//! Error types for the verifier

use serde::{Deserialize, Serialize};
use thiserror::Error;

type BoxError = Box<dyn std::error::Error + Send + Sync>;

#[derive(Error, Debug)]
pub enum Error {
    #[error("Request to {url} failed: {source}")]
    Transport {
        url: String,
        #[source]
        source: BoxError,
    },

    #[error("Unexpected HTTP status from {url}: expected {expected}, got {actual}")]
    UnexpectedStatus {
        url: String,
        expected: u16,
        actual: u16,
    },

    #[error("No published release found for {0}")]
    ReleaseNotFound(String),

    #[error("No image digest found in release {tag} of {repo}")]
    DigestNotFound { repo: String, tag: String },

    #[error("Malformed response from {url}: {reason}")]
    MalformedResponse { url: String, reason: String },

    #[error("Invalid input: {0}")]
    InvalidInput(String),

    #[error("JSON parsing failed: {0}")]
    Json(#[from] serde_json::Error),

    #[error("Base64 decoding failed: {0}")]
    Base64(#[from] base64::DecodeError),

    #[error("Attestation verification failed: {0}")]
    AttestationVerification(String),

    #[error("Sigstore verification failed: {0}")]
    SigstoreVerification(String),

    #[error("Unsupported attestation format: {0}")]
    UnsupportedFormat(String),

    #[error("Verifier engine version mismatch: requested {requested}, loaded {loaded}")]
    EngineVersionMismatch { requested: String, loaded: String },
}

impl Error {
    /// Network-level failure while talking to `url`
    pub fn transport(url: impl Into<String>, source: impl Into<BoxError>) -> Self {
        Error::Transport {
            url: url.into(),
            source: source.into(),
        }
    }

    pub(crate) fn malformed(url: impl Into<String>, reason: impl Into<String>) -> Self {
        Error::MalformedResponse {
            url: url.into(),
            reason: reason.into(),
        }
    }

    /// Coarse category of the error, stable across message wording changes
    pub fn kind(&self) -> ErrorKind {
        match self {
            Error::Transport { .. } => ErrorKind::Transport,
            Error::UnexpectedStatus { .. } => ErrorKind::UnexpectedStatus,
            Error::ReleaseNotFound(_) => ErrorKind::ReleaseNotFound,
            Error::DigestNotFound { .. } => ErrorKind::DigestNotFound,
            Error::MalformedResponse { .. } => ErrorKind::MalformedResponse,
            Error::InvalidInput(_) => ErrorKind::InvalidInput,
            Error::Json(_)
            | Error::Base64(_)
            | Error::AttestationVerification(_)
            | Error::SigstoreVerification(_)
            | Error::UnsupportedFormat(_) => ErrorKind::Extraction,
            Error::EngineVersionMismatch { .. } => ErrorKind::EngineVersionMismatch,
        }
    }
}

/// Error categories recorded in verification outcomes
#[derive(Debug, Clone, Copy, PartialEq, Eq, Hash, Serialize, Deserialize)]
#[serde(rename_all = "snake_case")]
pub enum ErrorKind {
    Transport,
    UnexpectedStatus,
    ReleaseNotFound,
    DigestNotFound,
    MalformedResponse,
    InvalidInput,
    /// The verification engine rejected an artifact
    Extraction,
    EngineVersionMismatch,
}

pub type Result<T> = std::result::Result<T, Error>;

WHAT IS NEEDED
Write out all of the records once more, exactly.

EXERCISE SOLUTION
//! Error types for the verifier

use serde::{Deserialize, Serialize};
use thiserror::Error;

type BoxError = Box<dyn std::error::Error + Send + Sync>;

#[derive(Error, Debug)]
pub enum Error {
    #[error("Request to {url} failed: {source}")]
    Transport {
        url: String,
        #[source]
        source: BoxError,
    },

    #[error("Unexpected HTTP status from {url}: expected {expected}, got {actual}")]
    UnexpectedStatus {
        url: String,
        expected: u16,
        actual: u16,
    },

    #[error("No published release found for {0}")]
    ReleaseNotFound(String),

    #[error("No image digest found in release {tag} of {repo}")]
    DigestNotFound { repo: String, tag: String },

    #[error("Malformed response from {url}: {reason}")]
    MalformedResponse { url: String, reason: String },

    #[error("Invalid input: {0}")]
    InvalidInput(String),

    #[error("JSON parsing failed: {0}")]
    Json(#[from] serde_json::Error),

    #[error("Base64 decoding failed: {0}")]
    Base64(#[from] base64::DecodeError),

    #[error("Attestation verification failed: {0}")]
    AttestationVerification(String),

    #[error("Sigstore verification failed: {0}")]
    SigstoreVerification(String),

    #[error("Unsupported attestation format: {0}")]
    UnsupportedFormat(String),

    #[error("Verifier engine version mismatch: requested {requested}, loaded {loaded}")]
    EngineVersionMismatch { requested: String, loaded: String },
}

impl Error {
    /// Network-level failure while talking to `url`
    pub fn transport(url: impl Into<String>, source: impl Into<BoxError>) -> Self {
        Error::Transport {
            url: url.into(),
            source: source.into(),
        }
    }

    pub(crate) fn malformed(url: impl Into<String>, reason: impl Into<String>) -> Self {
        Error::MalformedResponse {
            url: url.into(),
            reason: reason.into(),
        }
    }

    /// Coarse category of the error, stable across message wording changes
    pub fn kind(&self) -> ErrorKind {
        match self {
            Error::Transport { .. } => ErrorKind::Transport,
            Error::UnexpectedStatus { .. } => ErrorKind::UnexpectedStatus,
            Error::ReleaseNotFound(_) => ErrorKind::ReleaseNotFound,
            Error::DigestNotFound { .. } => ErrorKind::DigestNotFound,
            Error::MalformedResponse { .. } => ErrorKind::MalformedResponse,
            Error::InvalidInput(_) => ErrorKind::InvalidInput,
            Error::Json(_)
            | Error::Base64(_)
            | Error::AttestationVerification(_)
            | Error::SigstoreVerification(_)
            | Error::UnsupportedFormat(_) => ErrorKind::Extraction,
            Error::EngineVersionMismatch { .. } => ErrorKind::EngineVersionMismatch,
        }
    }
}

/// Error categories recorded in verification outcomes
#[derive(Debug, Clone, Copy, PartialEq, Eq, Hash, Serialize, Deserialize)]
#[serde(rename_all = "snake_case")]
pub enum ErrorKind {
    Transport,
    UnexpectedStatus,
    ReleaseNotFound,
    DigestNotFound,
    MalformedResponse,
    InvalidInput,
    /// The verification engine rejected an artifact
    Extraction,
    EngineVersionMismatch,
}

pub type Result<T> = std::result::Result<T, Error>;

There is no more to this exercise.